This is my first article that I think people have actually read and going
back, I saw all the mistakes that you guys did. I've gone through and done
some edits.

I apologize for the inaccuracies. I was just looking to help some beginner
JavaScript developers.

------
mekane8
Read "JavaScript: The Good Parts" by Douglas Crockford instead of this
article. It has all the information this article attempts to explain but
written much more clearly and accurately.

------
synandplay
Second example of second tip is a lie

------
moron4hire
Don't think of "this" as having weird rules with strange edge cases about what
it defaults to in certain scenarios. It is always dependent on how you call
the function, and there are only two rules, depending on your situation.

    
    
        1) "this" is whatever you set it to with call/apply/bind, or, if you didn't,
        2) if you're using "use strict"
        2.a) "this" is whatever is to the left of the dot when you call the function.
        2.b) otherwise, "this" is wherever you got the function from. 
    

Think of 2.a in the literal sense, if you called the function from a bare
variable reference with no dot operator on an object, then the statement
"whatever is to the left of the dot" is "undefined". Basically, this means
that you generally shouldn't end up with "window" as "this".
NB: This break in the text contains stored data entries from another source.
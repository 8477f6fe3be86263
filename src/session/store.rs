use async_trait::async_trait;
use chrono::{DateTime, Duration, Utc};
use serde::{Deserialize, Serialize};
use uuid::Uuid;

use crate::error::DatabaseError;

/// The single live binding of an account to a client identity.
///
/// Encoded as JSON in the backing store. The `identity` field name is part of
/// the stored format: the Redis compare-and-set script reads it.
#[derive(Debug, Clone, PartialEq, Eq, Serialize, Deserialize)]
pub struct SessionRecord {
    pub account_id: Uuid,
    pub identity: String,
    pub token: String,
    pub expires_at: DateTime<Utc>,
}

impl SessionRecord {
    pub fn is_expired(&self, now: DateTime<Utc>) -> bool {
        now >= self.expires_at
    }

    pub fn encode(&self) -> Result<String, DatabaseError> {
        Ok(serde_json::to_string(self)?)
    }

    pub fn decode(raw: &str) -> Result<Self, DatabaseError> {
        Ok(serde_json::from_str(raw)?)
    }
}

/// Key-value storage with per-key expiry and a conditional write.
#[async_trait]
pub trait SessionStore: Send + Sync {
    /// Returns the live record under `key`. Expired entries read as absent.
    async fn get(&self, key: &str) -> Result<Option<SessionRecord>, DatabaseError>;

    /// Atomically writes `record` with `ttl` if the current live entry matches
    /// `expected_identity`: `None` means "no live entry", `Some(id)` means "a
    /// live entry bound to `id`". Returns whether the write happened.
    async fn conditional_set(
        &self,
        key: &str,
        expected_identity: Option<&str>,
        record: &SessionRecord,
        ttl: Duration,
    ) -> Result<bool, DatabaseError>;
}
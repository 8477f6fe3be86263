use thiserror::Error;
use actix_web::{ResponseError, HttpResponse, http::StatusCode};
use serde_json::json;

#[derive(Error, Debug)]
pub enum AppError {
    #[error("Authentication error: {0}")]
    AuthError(#[from] AuthError),

    #[error("Database error: {0}")]
    DatabaseError(#[from] DatabaseError),

    #[error("Configuration error: {0}")]
    ConfigError(String),

    #[error("Internal server error: {0}")]
    InternalError(String),

    #[error("Validation error: {0}")]
    ValidationError(String),
}

impl From<config::ConfigError> for AppError {
    fn from(err: config::ConfigError) -> Self {
        AppError::ConfigError(err.to_string())
    }
}

impl From<std::io::Error> for AppError {
    fn from(err: std::io::Error) -> Self {
        AppError::InternalError(err.to_string())
    }
}

impl From<sqlx::migrate::MigrateError> for AppError {
    fn from(err: sqlx::migrate::MigrateError) -> Self {
        AppError::DatabaseError(DatabaseError::QueryError(err.to_string()))
    }
}

impl AppError {
    /// Message safe to hand to a client. Store and internal details stay in the logs.
    pub fn public_message(&self) -> String {
        match self {
            AppError::AuthError(AuthError::Infrastructure(_))
            | AppError::DatabaseError(_)
            | AppError::ConfigError(_)
            | AppError::InternalError(_) => "Internal server error".to_string(),
            _ => self.to_string(),
        }
    }
}

impl ResponseError for AppError {
    fn error_response(&self) -> HttpResponse {
        let status = self.status_code();
        let response = json!({
            "error": {
                "status": status.as_u16(),
                "message": self.public_message()
            }
        });
        HttpResponse::build(status).json(response)
    }

    fn status_code(&self) -> StatusCode {
        match self {
            AppError::AuthError(e) => match e {
                AuthError::InvalidCredentials => StatusCode::UNAUTHORIZED,
                AuthError::InvalidToken => StatusCode::UNAUTHORIZED,
                AuthError::EmailTaken => StatusCode::CONFLICT,
                AuthError::SessionConflict { .. } => StatusCode::CONFLICT,
                AuthError::RateLimited => StatusCode::TOO_MANY_REQUESTS,
                AuthError::Timeout => StatusCode::GATEWAY_TIMEOUT,
                AuthError::Infrastructure(_) => StatusCode::SERVICE_UNAVAILABLE,
            },
            AppError::ValidationError(_) => StatusCode::BAD_REQUEST,
            _ => StatusCode::INTERNAL_SERVER_ERROR,
        }
    }
}

/// Failures surfaced by the register/login/validate operations.
#[derive(Error, Debug)]
pub enum AuthError {
    /// Unknown email and wrong password are deliberately indistinguishable.
    #[error("Invalid email or password")]
    InvalidCredentials,

    #[error("Email is already registered")]
    EmailTaken,

    /// `holder` is the identity that owns the live session. It is kept for
    /// logging and is never part of the display text.
    #[error("Account is active on another device")]
    SessionConflict { holder: String },

    #[error("Rate limited")]
    RateLimited,

    #[error("Store deadline exceeded")]
    Timeout,

    #[error("Infrastructure error: {0}")]
    Infrastructure(String),

    #[error("Invalid token")]
    InvalidToken,
}

impl From<DatabaseError> for AuthError {
    fn from(err: DatabaseError) -> Self {
        AuthError::Infrastructure(err.to_string())
    }
}

#[derive(Error, Debug)]
pub enum DatabaseError {
    #[error("Connection error: {0}")]
    ConnectionError(String),

    #[error("Query error: {0}")]
    QueryError(String),

    #[error("Encoding error: {0}")]
    Encoding(String),

    #[error("Duplicate record")]
    Duplicate,

    #[error("Conditional write lost to a concurrent writer")]
    Contention,
}

impl From<sqlx::Error> for DatabaseError {
    fn from(err: sqlx::Error) -> Self {
        match err {
            sqlx::Error::Database(ref db_err) if db_err.is_unique_violation() => DatabaseError::Duplicate,
            sqlx::Error::PoolTimedOut | sqlx::Error::PoolClosed | sqlx::Error::Io(_) => {
                DatabaseError::ConnectionError(err.to_string())
            }
            _ => DatabaseError::QueryError(err.to_string()),
        }
    }
}

impl From<redis::RedisError> for DatabaseError {
    fn from(err: redis::RedisError) -> Self {
        if err.is_io_error() || err.is_connection_dropped() || err.is_connection_refusal() {
            DatabaseError::ConnectionError(err.to_string())
        } else {
            DatabaseError::QueryError(err.to_string())
        }
    }
}

impl From<serde_json::Error> for DatabaseError {
    fn from(err: serde_json::Error) -> Self {
        DatabaseError::Encoding(err.to_string())
    }
}
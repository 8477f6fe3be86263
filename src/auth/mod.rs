//! Authentication module
//!
//! Registration and login, identity tokens, and the request-rate gate in
//! front of both. Session binding lives in `crate::session`.

pub mod handlers;
pub mod password;
mod rate_limit;
mod service;
pub mod token;

pub use service::{AuthOptions, AuthService};
pub use rate_limit::{RateLimiter, RateLimitConfig};
pub use token::{Claims, JwtIssuer, TokenIssuer};
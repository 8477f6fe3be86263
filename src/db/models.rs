use chrono::{DateTime, Utc};
use serde::{Deserialize, Serialize};
use sqlx::FromRow;
use uuid::Uuid;

/// A registered account. Created on registration and only read afterwards.
#[derive(Debug, Clone, Serialize, Deserialize, FromRow)]
pub struct Account {
    pub id: Uuid,
    pub email: String,
    #[serde(skip_serializing)]
    pub password_hash: String,
    pub created_at: DateTime<Utc>,
}

impl Account {
    pub fn new(email: String, password_hash: String) -> Self {
        Self {
            id: Uuid::new_v4(),
            email,
            password_hash,
            created_at: Utc::now(),
        }
    }
}
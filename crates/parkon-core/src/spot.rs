use std::collections::BTreeSet;
use std::str::FromStr;

use rust_decimal::Decimal;
use serde::{Deserialize, Serialize};

use crate::geo::Coordinate;
use crate::CoreError;

#[derive(Debug, Clone, Copy, PartialEq, Eq, Hash, Serialize, Deserialize)]
#[serde(rename_all = "lowercase")]
pub enum SpotCategory {
    Standard,
    Disabled,
    Electric,
    Motorcycle,
}

impl SpotCategory {
    #[must_use]
    pub fn as_str(self) -> &'static str {
        match self {
            SpotCategory::Standard => "standard",
            SpotCategory::Disabled => "disabled",
            SpotCategory::Electric => "electric",
            SpotCategory::Motorcycle => "motorcycle",
        }
    }
}

impl std::fmt::Display for SpotCategory {
    fn fmt(&self, f: &mut std::fmt::Formatter<'_>) -> std::fmt::Result {
        f.write_str(self.as_str())
    }
}

impl FromStr for SpotCategory {
    type Err = CoreError;

    /// Case-insensitive parse of the wire name.
    fn from_str(s: &str) -> Result<Self, Self::Err> {
        match s.trim().to_ascii_lowercase().as_str() {
            "standard" => Ok(SpotCategory::Standard),
            "disabled" => Ok(SpotCategory::Disabled),
            "electric" => Ok(SpotCategory::Electric),
            "motorcycle" => Ok(SpotCategory::Motorcycle),
            _ => Err(CoreError::UnknownCategory(s.to_string())),
        }
    }
}

#[derive(Debug, Clone, Copy, PartialEq, Eq, Serialize, Deserialize)]
#[serde(rename_all = "lowercase")]
pub enum SpotStatus {
    Available,
    Occupied,
    Reserved,
}

#[derive(Debug, Clone, PartialEq, Serialize, Deserialize)]
pub struct Pricing {
    pub hourly_rate: Decimal,
    pub daily_rate: Option<Decimal>,
    /// ISO 4217 currency code.
    pub currency: String,
}

impl Pricing {
    #[must_use]
    pub fn gbp(hourly_rate: Decimal, daily_rate: Option<Decimal>) -> Self {
        Self {
            hourly_rate,
            daily_rate,
            currency: "GBP".to_string(),
        }
    }
}

/// A provider-normalized parking spot, before any distance is known.
#[derive(Debug, Clone, PartialEq, Serialize, Deserialize)]
pub struct Candidate {
    /// Provider-prefixed identifier, e.g. `"tfl_cp_001"` or `"inv_shoreditch_01"`.
    pub id: String,
    #[serde(flatten)]
    pub coordinate: Coordinate,
    pub name: String,
    pub address: Option<String>,
    pub postcode: Option<String>,
    pub city: String,
    pub capacity: u32,
    pub pricing: Pricing,
    pub category: SpotCategory,
    pub amenities: BTreeSet<String>,
    /// Tag of the adapter that produced this record (`"tfl"`, `"inventory"`).
    pub provider: String,
    pub status: SpotStatus,
    /// `true` only when live occupancy is exposed to the caller.
    pub realtime: bool,
    /// Free spaces reported by the live feed; present only when `realtime`.
    pub live_free_spaces: Option<u32>,
}

/// A [`Candidate`] positioned relative to a search origin.
#[derive(Debug, Clone, PartialEq, Serialize, Deserialize)]
pub struct RankedResult {
    #[serde(flatten)]
    pub candidate: Candidate,
    pub distance_km: f64,
    pub walk_time_mins: u32,
}

impl RankedResult {
    #[must_use]
    pub fn id(&self) -> &str {
        &self.candidate.id
    }
}

#[cfg(test)]
mod tests {
    use super::*;

    #[test]
    fn category_parse_is_case_insensitive() {
        assert_eq!("Electric".parse::<SpotCategory>(), Ok(SpotCategory::Electric));
        assert_eq!(" DISABLED ".parse::<SpotCategory>(), Ok(SpotCategory::Disabled));
        assert_eq!("motorcycle".parse::<SpotCategory>(), Ok(SpotCategory::Motorcycle));
    }

    #[test]
    fn category_parse_rejects_unknown() {
        assert_eq!(
            "truck".parse::<SpotCategory>(),
            Err(CoreError::UnknownCategory("truck".to_string()))
        );
    }

    #[test]
    fn ranked_result_serializes_flat() {
        let result = RankedResult {
            candidate: Candidate {
                id: "inv_test".to_string(),
                coordinate: Coordinate::new(51.5, -0.1).unwrap(),
                name: "Test".to_string(),
                address: None,
                postcode: None,
                city: "London".to_string(),
                capacity: 3,
                pricing: Pricing::gbp(Decimal::new(350, 2), None),
                category: SpotCategory::Standard,
                amenities: BTreeSet::from(["covered".to_string()]),
                provider: "inventory".to_string(),
                status: SpotStatus::Available,
                realtime: false,
                live_free_spaces: None,
            },
            distance_km: 1.25,
            walk_time_mins: 15,
        };
        let json = serde_json::to_value(&result).expect("serialize");
        assert_eq!(json["id"], "inv_test");
        assert_eq!(json["latitude"], 51.5);
        assert_eq!(json["category"], "standard");
        assert_eq!(json["walk_time_mins"], 15);
        assert_eq!(json["pricing"]["currency"], "GBP");

        let back: RankedResult = serde_json::from_value(json.clone()).expect("round trip");
        assert_eq!(back, result);

        let mut bad = json;
        bad["latitude"] = serde_json::json!(120.0);
        assert!(serde_json::from_value::<RankedResult>(bad).is_err());
    }
}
So, if you got a function from the global scope, it's "this" is in the global
scope. If you got it from an object, it's "this" is that object.

    
    
        function AClass(){ this.id = "bar"; }
        AClass.prototype.func = function(){ console.log(this.id); };
        var id = "foo";
        var obj1 = new AClass();
        var obj2 = {id: "baz"};
        var func = obj1.func;
        obj2.func = obj1.func; // or even just "func"
    
        console.log(func === obj1.func, func === obj2.func, obj1.func === obj2.func);
    
        func();      // prints "foo"
        obj1.func(); // prints "bar"
        obj2.func(); // prints "baz"
        with(obj1){ func(); } // prints "bar"
        with(obj2){ func(); } // prints "baz"
    

Same exact function in all cases. The reason func's "this" in the first of the
last three calls is "window" is not because that's what "this" defaults to,
it's because that's where we found "func".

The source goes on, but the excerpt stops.